Fig. 1: Optimizing human naive ES cell differentiation towards extra-embryonic lineages competent for early post-implantation SEM generation.

a, Scheme of the tested induction (iGATA4, iGATA6, iCDX2 and iGATA3) and media conditions for generating the three different extra-embryonic lineages constituting the post-implantation human embryo (right) from HENSM naive PS cells (nPS cells). Epiblast (cyan), hypoblast (yellow), ExEM (grey) and trophoblast (magenta) compartments. b, Schematic (top) and FACS plots (bottom) of PDGFRA versus SSC for PrE-like and ExEM-like (PrE/ExEM) cell induction using iGATA4 with doxycycline (DOX) in HENSM after 6 days (right) and the control condition of naive cells (WT cells without iGATA4, left). c, Scheme (top) and FACS plots (bottom) of PDGFRA versus SSC for PrE/ExEM-like cell induction using iGATA4 and iGATA6 with DOX for 6 days in different media conditions as indicated (C10F4PDGF, RACL or RCL). d, Scheme (top) and FACS plots (bottom) of PDGFRA for PrE/ExEM-like cells using WT nES cells induced for 6 days in different media conditions (N2B27, RCL or RCL for 3 days followed by 3 days of N2B27). e, Immunofluorescence images of WT nES cells (WIBR3 line) induced for 6 days in RCL medium for SOX17, BST2 and nuclei (DAPI).

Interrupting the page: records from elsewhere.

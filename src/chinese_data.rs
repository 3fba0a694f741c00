//! Packed month data for Chinese lunar years 1900 through 2100.

/// One entry per lunar year, starting at [`MIN_LUNAR_YEAR`](crate::MIN_LUNAR_YEAR).
///
/// Each entry packs a whole year into 17 bits:
/// - bits 0-3 hold the number of the month followed by a leap month, or 0
///   when the year has none;
/// - bits 4-15 flag the length of months 12 down to 1 (bit 15 is month 1);
///   a set bit means 30 days, a clear bit 29;
/// - bit 16 flags a 30-day leap month.
///
/// Lunar year 1900 begins on Gregorian 1900-01-31.
#[rustfmt::skip]
pub(crate) const CHINESE_YEAR_DATA: [u32; 201] = [
    0x04bd8, 0x04ae0, 0x0a570, 0x054d5, 0x0d260, 0x0d950, 0x16554, 0x056a0, 0x09ad0, 0x055d2, // 1900-1909
    0x04ae0, 0x0a5b6, 0x0a4d0, 0x0d250, 0x1d255, 0x0b540, 0x0d6a0, 0x0ada2, 0x095b0, 0x14977, // 1910-1919
    0x04970, 0x0a4b0, 0x0b4b5, 0x06a50, 0x06d40, 0x1ab54, 0x02b60, 0x09570, 0x052f2, 0x04970, // 1920-1929
    0x06566, 0x0d4a0, 0x0ea50, 0x16a95, 0x05ad0, 0x02b60, 0x186e3, 0x092e0, 0x1c8d7, 0x0c950, // 1930-1939
    0x0d4a0, 0x1d8a6, 0x0b550, 0x056a0, 0x1a5b4, 0x025d0, 0x092d0, 0x0d2b2, 0x0a950, 0x0b557, // 1940-1949
    0x06ca0, 0x0b550, 0x15355, 0x04da0, 0x0a5b0, 0x14573, 0x052b0, 0x0a9a8, 0x0e950, 0x06aa0, // 1950-1959
    0x0aea6, 0x0ab50, 0x04b60, 0x0aae4, 0x0a570, 0x05260, 0x0f263, 0x0d950, 0x05b57, 0x056a0, // 1960-1969
    0x096d0, 0x04dd5, 0x04ad0, 0x0a4d0, 0x0d4d4, 0x0d250, 0x0d558, 0x0b540, 0x0b6a0, 0x195a6, // 1970-1979
    0x095b0, 0x049b0, 0x0a974, 0x0a4b0, 0x0b27a, 0x06a50, 0x06d40, 0x0af46, 0x0ab60, 0x09570, // 1980-1989
    0x04af5, 0x04970, 0x064b0, 0x074a3, 0x0ea50, 0x06b58, 0x05ac0, 0x0ab60, 0x096d5, 0x092e0, // 1990-1999
    0x0c960, 0x0d954, 0x0d4a0, 0x0da50, 0x07552, 0x056a0, 0x0abb7, 0x025d0, 0x092d0, 0x0cab5, // 2000-2009
    0x0a950, 0x0b4a0, 0x0baa4, 0x0ad50, 0x055d9, 0x04ba0, 0x0a5b0, 0x15176, 0x052b0, 0x0a930, // 2010-2019
    0x07954, 0x06aa0, 0x0ad50, 0x05b52, 0x04b60, 0x0a6e6, 0x0a4e0, 0x0d260, 0x0ea65, 0x0d530, // 2020-2029
    0x05aa0, 0x076a3, 0x096d0, 0x04afb, 0x04ad0, 0x0a4d0, 0x1d0b6, 0x0d250, 0x0d520, 0x0dd45, // 2030-2039
    0x0b5a0, 0x056d0, 0x055b2, 0x049b0, 0x0a577, 0x0a4b0, 0x0aa50, 0x1b255, 0x06d20, 0x0ada0, // 2040-2049
    0x14b63, 0x09370, 0x049f8, 0x04970, 0x064b0, 0x168a6, 0x0ea50, 0x06b20, 0x1a6c4, 0x0aae0, // 2050-2059
    0x092e0, 0x0d2e3, 0x0c960, 0x0d557, 0x0d4a0, 0x0da50, 0x05d55, 0x056a0, 0x0a6d0, 0x055d4, // 2060-2069
    0x052d0, 0x0a9b8, 0x0a950, 0x0b4a0, 0x0b6a6, 0x0ad50, 0x055a0, 0x0aba4, 0x0a5b0, 0x052b0, // 2070-2079
    0x0b273, 0x06930, 0x07337, 0x06aa0, 0x0ad50, 0x14b55, 0x04b60, 0x0a570, 0x054e4, 0x0d160, // 2080-2089
    0x0e968, 0x0d520, 0x0daa0, 0x16aa6, 0x056d0, 0x04ae0, 0x0a9d4, 0x0a2d0, 0x0d150, 0x0f252, // 2090-2099
    0x0d520, // 2100
];
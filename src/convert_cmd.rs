use anyhow::{Context, Result, bail};
use serde::Serialize;
use tracing::info;

use lunar_birthday::{Anchor, CalendarKind, Converter, DateParts, LunarDate, SolarDate};

use crate::cli::ConvertArgs;

/// Both forms of one day.
#[derive(Debug, PartialEq, Eq, Serialize)]
struct Conversion {
    solar:      SolarDate,
    lunar:      LunarDate,
    leap_month: bool,
}

/// Convert a date and print both forms.
pub fn run(args: &ConvertArgs) -> Result<()> {
    let converter = Converter::chinese();
    let (kind, parts) = match input(args)? {
        Some(input) => input,
        None => {
            let today = SolarDate::today().context("failed to read today's date")?;
            info!(%today, "no date given, using today");
            (CalendarKind::Solar, solar_parts(today))
        }
    };

    let conversion = convert(&converter, kind, parts)?;
    if args.json {
        println!("{}", serde_json::to_string_pretty(&conversion)?);
    } else {
        println!("{}", describe(&conversion));
    }
    Ok(())
}

/// Calendar and components of the given date, or `None` to use today.
fn input(args: &ConvertArgs) -> Result<Option<(CalendarKind, DateParts)>> {
    let Some(parts) = args.date else {
        if args.from.is_some() || args.leap {
            bail!("--from and --leap need a DATE; without one, today's solar date is converted");
        }
        return Ok(None);
    };
    let parts = DateParts {
        leap: parts.leap || args.leap,
        ..parts
    };
    Ok(Some((args.from.unwrap_or(CalendarKind::Solar), parts)))
}

const fn solar_parts(date: SolarDate) -> DateParts {
    DateParts {
        year:  date.year(),
        month: date.month(),
        day:   date.day(),
        leap:  false,
    }
}

fn convert(converter: &Converter<'_>, kind: CalendarKind, parts: DateParts) -> Result<Conversion> {
    let anchor = Anchor::from_parts(converter.table(), kind, parts).context("invalid input date")?;
    let (solar, lunar) = match anchor {
        Anchor::Solar(solar) => (solar, converter.solar_to_lunar(solar)?),
        Anchor::Lunar(lunar) => (converter.lunar_to_solar(lunar)?, lunar),
    };
    Ok(Conversion {
        solar,
        lunar,
        leap_month: lunar.is_leap_month(),
    })
}

fn describe(conversion: &Conversion) -> String {
    let lunar = conversion.lunar;
    format!(
        "Solar: {}\nLunar: {} (year {}, month {}, day {})",
        conversion.solar,
        lunar,
        lunar.year(),
        lunar.month(),
        lunar.day()
    )
}

#[cfg(test)]
mod tests {
    use super::*;

    fn parts(s: &str) -> DateParts {
        s.parse().unwrap()
    }

    #[test]
    fn test_convert_both_directions() {
        let converter = Converter::chinese();
        let from_solar = convert(&converter, CalendarKind::Solar, parts("2017-07-23")).unwrap();
        let from_lunar = convert(&converter, CalendarKind::Lunar, parts("2017-L06-01")).unwrap();
        assert_eq!(from_solar, from_lunar);
        assert!(from_solar.leap_month);
        assert_eq!(
            describe(&from_solar),
            "Solar: 2017-07-23\nLunar: 2017-L06-01 (year 2017, month leap 6, day 1)"
        );
    }

    #[test]
    fn test_json_output() {
        let converter = Converter::chinese();
        let conversion = convert(&converter, CalendarKind::Solar, parts("2000-01-01")).unwrap();
        let json: serde_json::Value = serde_json::to_value(&conversion).unwrap();
        assert_eq!(json["solar"], "2000-01-01");
        assert_eq!(json["lunar"], "1999-11-25");
        assert_eq!(json["leap_month"], false);
    }

    #[test]
    fn test_convert_errors() {
        let converter = Converter::chinese();
        assert!(convert(&converter, CalendarKind::Solar, parts("1899-12-31")).is_err());
        assert!(convert(&converter, CalendarKind::Lunar, parts("2000-L01-01")).is_err());
        assert!(convert(&converter, CalendarKind::Solar, parts("2000-L01-01")).is_err());
    }

    fn args(from: Option<CalendarKind>, date: Option<&str>, leap: bool) -> ConvertArgs {
        ConvertArgs {
            from,
            date: date.map(parts),
            leap,
            json: false,
        }
    }

    #[test]
    fn test_input_resolution() {
        assert_eq!(input(&args(None, None, false)).unwrap(), None);
        assert_eq!(
            input(&args(None, Some("2000-01-01"), false)).unwrap(),
            Some((CalendarKind::Solar, parts("2000-01-01")))
        );
        assert_eq!(
            input(&args(Some(CalendarKind::Lunar), Some("2017-06-01"), true)).unwrap(),
            Some((CalendarKind::Lunar, parts("2017-L06-01")))
        );
    }

    #[test]
    fn test_flags_without_date_are_rejected() {
        for (from, leap) in [(Some(CalendarKind::Lunar), false), (Some(CalendarKind::Solar), false), (None, true)] {
            let err = input(&args(from, None, leap)).unwrap_err();
            assert!(err.to_string().contains("need a DATE"));
        }
    }

    #[test]
    fn test_solar_parts() {
        let date = SolarDate::new(2024, 2, 10).unwrap();
        assert_eq!(solar_parts(date), parts("2024-02-10"));
    }
}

Outline indicates mutually exclusive expression pattern of SOX17 and BST2. f, Scheme (top) and FACS plots (bottom) of ENPEP against TACSTD2 for TE-like lineage induction of HENSM nES cells (WIBR3 line) using the BAP(J) regimen for 3 days. g, Immunofluorescence images of day 6 SEM aggregates stained for OCT4, SOX17 and SDC1. The TE regimens used for SEM are indicated. Scale bars, 100 µm.